* Task directions *
The answer must be every line from the entries below that contains "ShipmentFileInfo".
(Source material Opens)
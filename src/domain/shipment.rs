// ==========================================
// 物流管理系统 - 发运领域模型
// ==========================================

use chrono::NaiveDateTime;
use serde::{Deserialize, Serialize};

// ==========================================
// ShippedLineItem - 发运行
// ==========================================
// 约束: (order_id, product_code) 唯一
#[derive(Debug, Clone, PartialEq, Serialize, Deserialize)]
pub struct ShippedLineItem {
    pub id: Option<i64>,
    pub order_id: i64,
    pub product_code: String,
    pub quantity_shipped: i32,
    pub cost: Option<f64>,
    pub packed_date: Option<NaiveDateTime>,
    pub shipped_date: Option<NaiveDateTime>,
    pub modified_date: Option<NaiveDateTime>,
}

impl ShippedLineItem {
    pub fn new(order_id: i64, product_code: impl Into<String>, quantity_shipped: i32) -> Self {
        Self {
            id: None,
            order_id,
            product_code: product_code.into(),
            quantity_shipped,
            cost: None,
            packed_date: None,
            shipped_date: None,
            modified_date: None,
        }
    }

    pub fn cost(mut self, cost: f64) -> Self {
        self.cost = Some(cost);
        self
    }

    pub fn packed_date(mut self, date: NaiveDateTime) -> Self {
        self.packed_date = Some(date);
        self
    }

    pub fn shipped_date(mut self, date: NaiveDateTime) -> Self {
        self.shipped_date = Some(date);
        self
    }

    pub fn with_id(mut self, id: i64) -> Self {
        self.id = Some(id);
        self
    }
}

// ==========================================
// ShipmentFileInfo - 发运文件处理结果
// ==========================================
#[derive(Debug, Clone, PartialEq, Serialize, Deserialize)]
pub struct ShipmentFileInfo {
    pub id: Option<i64>,
    pub file_name: String,
    pub processing_error: bool,
    pub modified_date: Option<NaiveDateTime>,
}

impl ShipmentFileInfo {
    pub fn new(file_name: impl Into<String>, processing_error: bool) -> Self {
        Self {
            id: None,
            file_name: file_name.into(),
            processing_error,
            modified_date: None,
        }
    }

    pub fn with_id(mut self, id: i64) -> Self {
        self.id = Some(id);
        self
    }

    /// 文件是否处理成功
    pub fn is_success(&self) -> bool {
        !self.processing_error
    }
}

// ==========================================
// Order - 订单（订单跟踪协作方的最小视图）
// ==========================================
#[derive(Debug, Clone, PartialEq, Serialize, Deserialize)]
pub struct Order {
    pub id: i64,
    pub status: String,
    pub fulfilled: Option<bool>,
    pub shipment_id: Option<i64>,
}

impl Order {
    pub fn new(id: i64, status: impl Into<String>) -> Self {
        Self {
            id,
            status: status.into(),
            fulfilled: None,
            shipment_id: None,
        }
    }
}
(Source material Closes)
* Answer *
// ShipmentFileInfo - 发运文件处理结果
pub struct ShipmentFileInfo {
impl ShipmentFileInfo {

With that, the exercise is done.